The regulation of antibody secreting cells generated in the autologous mixed leukocyte reaction in man.

Although the autologous mixed leukocyte reaction (AMLR) is usually defined as a proliferative response of T cells to autologous non-T cells, the reaction also results in the synthesis of immunoglobulin (Ig) by B cells. The induction of Ig synthesis has an absolute requirement for helper (Leu 3+) T cells, whereas suppressor (Leu 2+) cells inhibit the response. To assess the immunoregulatory potential of T cells activated in this reaction, 8 day cultures between T and autologous non-T cells were carried out, after which the activated T cells were fractionated into subsets with monoclonal antibodies to T cell markers and HLA-DR antigen.
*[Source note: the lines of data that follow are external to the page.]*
use restadmin_base::RestAdminResult;

use crate::document::ConfigDocument;
use crate::store::traits::ConfigStore;

/// A configuration store that keeps the document in memory.
///
/// # Example
///
/// ```
/// use restadmin_engine::ConfigDocument;
/// use restadmin_engine::store::{InMemoryConfigStore, StoreHandle};
/// use serde_json::json;
///
/// let store = StoreHandle::new(InMemoryConfigStore::new());
/// store
///     .modify(|doc| {
///         doc.put(&["zf-rest"], json!({}));
///         Ok(())
///     })
///     .unwrap();
/// assert!(store.read().unwrap().contains(&["zf-rest"]));
/// ```
#[derive(Debug, Default)]
pub struct InMemoryConfigStore {
    document: ConfigDocument,
}

impl InMemoryConfigStore {
    /// Create a store holding an empty document.
    pub fn new() -> Self {
        Self::default()
    }

    /// Create a store seeded with `document`.
    pub fn with_document(document: ConfigDocument) -> Self {
        Self { document }
    }
}

impl ConfigStore for InMemoryConfigStore {
    fn read(&self) -> RestAdminResult<ConfigDocument> {
        Ok(self.document.clone())
    }

    fn write(&mut self, document: &ConfigDocument) -> RestAdminResult<()> {
        self.document = document.clone();
        Ok(())
    }
}
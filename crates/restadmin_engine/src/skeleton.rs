/* 📖 # Why render skeletons from templates?

Generated classes are plain boilerplate that differs only in namespace and class
name. Keeping them as minijinja templates makes the emitted text easy to read and
snapshot-test, and keeps source generation out of the registry logic.

Target paths follow the module's autoloading layout: the fully-qualified class name
with `\` turned into `/`, below the module's `src` directory.
*/

use std::fmt;

use minijinja::{Environment, context};
use tracing::{debug, instrument};

use restadmin_base::{FilePath, PalHandle, RestAdminError, RestAdminResult, ResultExt, err};

use crate::module::ModuleDescriptor;

const ENTITY_TEMPLATE: &str = r"<?php
namespace {{ namespace }};

class {{ class_name }} extends \ArrayObject
{
}
";

const COLLECTION_TEMPLATE: &str = r"<?php
namespace {{ namespace }};

use Zend\Paginator\Paginator;

class {{ class_name }} extends Paginator
{
}
";

const RESOURCE_TEMPLATE: &str = r"<?php
namespace {{ namespace }};

use ZF\ApiProblem\ApiProblem;
use ZF\Rest\AbstractResourceListener;

class {{ class_name }} extends AbstractResourceListener
{
{% for method in methods %}
{% if not loop.first %}

{% endif %}
    public function {{ method }}({{ arguments[method] }})
    {
        return new ApiProblem(405, 'The {{ method }} method has not been defined');
    }
{% endfor %}
}
";

const RESOURCE_METHODS: [(&str, &str); 8] = [
    ("create", "$data"),
    ("delete", "$id"),
    ("deleteList", "$data"),
    ("fetch", "$id"),
    ("fetchAll", "$params = array()"),
    ("patch", "$id, $data"),
    ("update", "$id, $data"),
    ("replaceList", "$data"),
];

/// The kinds of class a REST service gets generated for it.
#[derive(Debug, Clone, Copy, PartialEq, Eq)]
pub enum SkeletonKind {
    Entity,
    Collection,
    Resource,
}

impl SkeletonKind {
    fn template_name(self) -> &'static str {
        match self {
            SkeletonKind::Entity => "entity",
            SkeletonKind::Collection => "collection",
            SkeletonKind::Resource => "resource",
        }
    }
}

impl fmt::Display for SkeletonKind {
    fn fmt(&self, f: &mut fmt::Formatter<'_>) -> fmt::Result {
        f.write_str(self.template_name())
    }
}

/// Emits class skeletons into a module's source tree.
pub struct SkeletonGenerator {
    pal: PalHandle,
    extension: String,
    env: Environment<'static>,
}

impl SkeletonGenerator {
    pub fn new(pal: PalHandle, extension: impl Into<String>) -> RestAdminResult<Self> {
        let mut env = Environment::new();
        env.set_keep_trailing_newline(true);
        env.set_trim_blocks(true);
        for (kind, source) in [
            (SkeletonKind::Entity, ENTITY_TEMPLATE),
            (SkeletonKind::Collection, COLLECTION_TEMPLATE),
            (SkeletonKind::Resource, RESOURCE_TEMPLATE),
        ] {
            env.add_template(kind.template_name(), source)
                .map_err(|e| err!("Invalid {} template: {}", kind, e))?;
        }
        Ok(Self {
            pal,
            extension: extension.into(),
            env,
        })
    }

    /// The PAL the skeletons are written through.
    pub fn pal(&self) -> &PalHandle {
        &self.pal
    }

    /// Where the source of `class_name` lives inside `module`.
    pub fn class_path(&self, module: &ModuleDescriptor, class_name: &str) -> FilePath {
        module
            .source_path()
            .join(format!("{}.{}", class_name.replace('\\', "/"), self.extension))
    }

    /// Render the skeleton for the fully-qualified `class_name`.
    pub fn render(&self, kind: SkeletonKind, class_name: &str) -> RestAdminResult<String> {
        let (namespace, short_name) = class_name
            .rsplit_once('\\')
            .ok_or_else(|| {
                Box::new(RestAdminError::validation(format!(
                    "class name '{}' has no namespace",
                    class_name
                )))
            })?;
        let methods: Vec<&str> = RESOURCE_METHODS.iter().map(|(method, _)| *method).collect();
        let arguments: std::collections::BTreeMap<&str, &str> =
            RESOURCE_METHODS.iter().copied().collect();

        let template = self
            .env
            .get_template(kind.template_name())
            .map_err(|e| err!("Missing {} template: {}", kind, e))?;
        template
            .render(context! {
                namespace => namespace,
                class_name => short_name,
                methods => methods,
                arguments => arguments,
            })
            .map_err(|e| err!("Failed to render {} skeleton for '{}': {}", kind, class_name, e))
    }

    /// Render and write the skeleton, failing with a conflict if the file exists.
    #[instrument(skip(self, module), fields(module = %module.name))]
    pub fn generate(
        &self,
        module: &ModuleDescriptor,
        kind: SkeletonKind,
        class_name: &str,
    ) -> RestAdminResult<FilePath> {
        let path = self.class_path(module, class_name);
        if self.pal.file_exists(&path)? {
            return Err(Box::new(RestAdminError::conflict(format!(
                "{} class '{}' already exists at '{}'",
                kind, class_name, path
            ))));
        }
        let source = self.render(kind, class_name)?;
        self.pal
            .write_file(&path, source.as_bytes())
            .with_context(|| format!("Failed to generate {} skeleton", kind))?;
        debug!(%path, "skeleton generated");
        Ok(path)
    }
}

impl fmt::Debug for SkeletonGenerator {
    fn fmt(&self, f: &mut fmt::Formatter<'_>) -> fmt::Result {
        f.debug_struct("SkeletonGenerator")
            .field("extension", &self.extension)
            .finish()
    }
}

#[cfg(test)]
mod tests {
    use super::*;
    use crate::config::ConfigFormat;
    use expect_test::expect;
    use restadmin_base::{MockPal, Pal};

    fn generator(mock: &MockPal) -> SkeletonGenerator {
        SkeletonGenerator::new(PalHandle::new(mock.clone()), "php").unwrap()
    }

    fn module() -> ModuleDescriptor {
        ModuleDescriptor::new("BarConf", "module/BarConf", ConfigFormat::Json)
    }

    #[test]
    fn test_class_path() {
        let generator = generator(&MockPal::new());
        assert_eq!(
            generator.class_path(&module(), "BarConf\\Rest\\Barbaz\\BarbazEntity"),
            FilePath::from("module/BarConf/src/BarConf/Rest/Barbaz/BarbazEntity.php")
        );
    }

    #[test]
    fn test_render_entity() {
        let rendered = generator(&MockPal::new())
            .render(SkeletonKind::Entity, "BarConf\\Rest\\Barbaz\\BarbazEntity")
            .unwrap();
        expect![[r#"
            <?php
            namespace BarConf\Rest\Barbaz;

            class BarbazEntity extends \ArrayObject
            {
            }
        "#]]
        .assert_eq(&rendered);
    }

    #[test]
    fn test_render_collection() {
        let rendered = generator(&MockPal::new())
            .render(SkeletonKind::Collection, "BarConf\\Rest\\Barbaz\\BarbazCollection")
            .unwrap();
        expect![[r#"
            <?php
            namespace BarConf\Rest\Barbaz;

            use Zend\Paginator\Paginator;

            class BarbazCollection extends Paginator
            {
            }
        "#]]
        .assert_eq(&rendered);
    }

    #[test]
    fn test_render_resource_lists_every_method() {
        let rendered = generator(&MockPal::new())
            .render(SkeletonKind::Resource, "BarConf\\Rest\\Barbaz\\BarbazResource")
            .unwrap();
        assert!(rendered.starts_with("<?php\nnamespace BarConf\\Rest\\Barbaz;\n"));
        assert!(rendered.contains("class BarbazResource extends AbstractResourceListener"));
        for (method, arguments) in RESOURCE_METHODS {
            assert!(
                rendered.contains(&format!("public function {}({})", method, arguments)),
                "missing {}",
                method
            );
        }
        assert!(rendered.contains("    }\n\n    public function delete($id)"));
        assert!(rendered.ends_with("    }\n}\n"));
    }

    #[test]
    fn test_render_requires_namespace() {
        let err = generator(&MockPal::new())
            .render(SkeletonKind::Entity, "Barbaz")
            .unwrap_err();
        assert!(err.is_validation());
    }

    #[test]
    fn test_generate_writes_file_and_refuses_to_overwrite() {
        let mock = MockPal::new();
        let generator = generator(&mock);
        let class_name = "BarConf\\Rest\\Barbaz\\BarbazCollection";

        let path = generator
            .generate(&module(), SkeletonKind::Collection, class_name)
            .unwrap();
        assert!(mock.read_file_to_string(&path).unwrap().contains("class BarbazCollection"));

        let err = generator
            .generate(&module(), SkeletonKind::Collection, class_name)
            .unwrap_err();
        assert!(err.is_conflict());
    }
}
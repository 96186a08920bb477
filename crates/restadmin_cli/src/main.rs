/* 📖 # Why does the CLI print entities as JSON?

The CLI is a thin driver over the engine, run from the workspace directory (the
one holding `restadmin.toml`):

1. Run `restadmin <command> <module> [args]`
2. Entities are printed as pretty JSON with the same snake_case keys the payload
   files use, so output can be edited and fed back into `update-db`

Payload paths are relative to the workspace directory.

Exit codes:
- 0: Success
- 1: Error (configuration not found, or a failed operation)
- 2: Bad usage, reported by clap
*/

use std::env;
use std::process;

use clap::{Parser, Subcommand};
use serde_json::Value;
use tracing::error;

use restadmin_base::tracing::init_tracing;
use restadmin_base::{FilePath, PalHandle, RealPal, RestAdminError, RestAdminResult, ResultExt};
use restadmin_engine::{
    CONFIG_FILE_NAME, DbConnectedRestServiceEntity, DeleteMode, ModelFactory, RestService,
    load_config,
};

#[derive(Debug, Parser)]
#[command(name = "restadmin", version)]
#[command(about = "Administer db-connected REST services", long_about = None)]
struct Cli {
    #[command(subcommand)]
    command: Command,
}

#[derive(Debug, Clone, PartialEq, Eq, Subcommand)]
enum Command {
    /// List the module's REST services
    List {
        /// Module name
        module: String,
    },
    /// Show one REST service
    Fetch {
        /// Module name
        module: String,
        /// Controller service name, e.g. `BarConf\Rest\Barbaz\Controller`
        controller: String,
    },
    /// Create a db-connected REST service from a JSON payload
    CreateDb {
        /// Module name
        module: String,
        /// Path to the JSON payload
        payload: String,
    },
    /// Update a db-connected REST service from a JSON payload
    UpdateDb {
        /// Module name
        module: String,
        /// Path to the JSON payload; must name the resource class
        payload: String,
    },
    /// Delete a db-connected REST service
    DeleteDb {
        /// Module name
        module: String,
        /// Controller service name
        controller: String,
        /// Also remove the generated source directory
        #[arg(long)]
        recursive: bool,
    },
}

fn main() {
    if let Err(e) = init_tracing() {
        eprintln!("Error: {}", e);
        process::exit(1);
    }

    let cli = Cli::parse();

    let current_dir = env::current_dir().unwrap_or_else(|e| {
        eprintln!("Error: Failed to get current directory: {}", e);
        process::exit(1);
    });
    let pal = PalHandle::new(RealPal::new(current_dir));

    match run(&pal, cli.command) {
        Ok(output) => println!("{}", output),
        Err(e) => {
            error!(error = ?e, "command failed");
            eprintln!("Error: {}", e);
            process::exit(1);
        }
    }
}

fn run(pal: &PalHandle, command: Command) -> RestAdminResult<String> {
    let config = load_config(pal, &FilePath::from(CONFIG_FILE_NAME))?;
    let factory = ModelFactory::from_config(pal.clone(), &config)?;

    let output = match command {
        Command::List { module } => {
            let services = factory.rest_service_model(&module)?.fetch_all()?;
            Value::Array(services.iter().map(to_json).collect())
        }
        Command::Fetch { module, controller } => {
            to_json(&factory.rest_service_model(&module)?.fetch(&controller)?)
        }
        Command::CreateDb { module, payload } => {
            let mut entity = load_payload(pal, &payload)?;
            let model = factory.db_connected_model(&module)?;
            Value::Object(model.create_service(&mut entity)?.get_array_copy())
        }
        Command::UpdateDb { module, payload } => {
            let entity = load_payload(pal, &payload)?;
            let model = factory.db_connected_model(&module)?;
            Value::Object(model.update_service(&entity)?.get_array_copy())
        }
        Command::DeleteDb {
            module,
            controller,
            recursive,
        } => {
            let mode = if recursive {
                DeleteMode::Recursive
            } else {
                DeleteMode::ConfigOnly
            };
            let model = factory.db_connected_model(&module)?;
            let entity = model.fetch(&controller)?.into_db_connected().ok_or_else(|| {
                Box::new(RestAdminError::validation(format!(
                    "'{}' is not a db-connected REST service",
                    controller
                )))
            })?;
            model.delete_service(&entity, mode)?;
            Value::String(format!("deleted {}", controller))
        }
    };

    serde_json::to_string_pretty(&output)
        .map_err(|e| restadmin_base::err!("Failed to format output: {}", e))
}

fn to_json(service: &RestService) -> Value {
    Value::Object(service.get_array_copy())
}

fn load_payload(pal: &PalHandle, path: &str) -> RestAdminResult<DbConnectedRestServiceEntity> {
    let path = FilePath::from(path);
    let text = pal
        .read_file_to_string(&path)
        .with_context(|| format!("Failed to read payload '{}'", path))?;
    match serde_json::from_str::<Value>(&text) {
        Ok(Value::Object(data)) => DbConnectedRestServiceEntity::from_array(&data)
            .with_context(|| format!("Invalid payload '{}'", path)),
        Ok(_) => Err(Box::new(RestAdminError::validation(format!(
            "payload '{}' must be a JSON mapping",
            path
        )))),
        Err(e) => Err(Box::new(RestAdminError::validation(format!(
            "payload '{}' is not valid JSON: {}",
            path, e
        )))),
    }
}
Each population was cocultured in fresh AMLR, and on the 8th day of culture, Ig secreting cells were measured in a reverse hemolytic plaque assay. The results show that activated Leu 2+ DR+ T cells were at least 50 times more potent as suppressors of IgM and IgG synthesis than fresh Leu 2+ cells alone. The activation of this Leu 2+ DR+ subpopulation required Leu 3+ cells in the primary culture. Furthermore, in the absence of fresh Leu 2+ cells in the second culture, little or no suppression was observed, suggesting that the Leu 2+ DR+ cells act to amplify or induce suppressor effects of fresh Leu 2+ cells. The possibility that suppressor-amplifier and suppressor-effector cells are derived from phenotypically distinct resting cells was supported by additional experiments utilizing a monoclonal antibody (anti-Leu 8) that subdivides resting Leu 2 cells. Thus, neither Leu 2+ 8+ nor Leu 2+ 8- cells alone suppress Leu 3+ induced immunoglobulin synthesis, but in combination the subsets are markedly inhibitory. These results indicate that at least two distinct subpopulations of Leu 2+ cells are required for maximal suppression of an immune response, and that immunoregulatory circuits analogous to those described in mice exist in man. Future studies will be directed at determining whether selected defects in the suppressor-amplifier circuit occur in diseases characterized by disordered immunoregulation.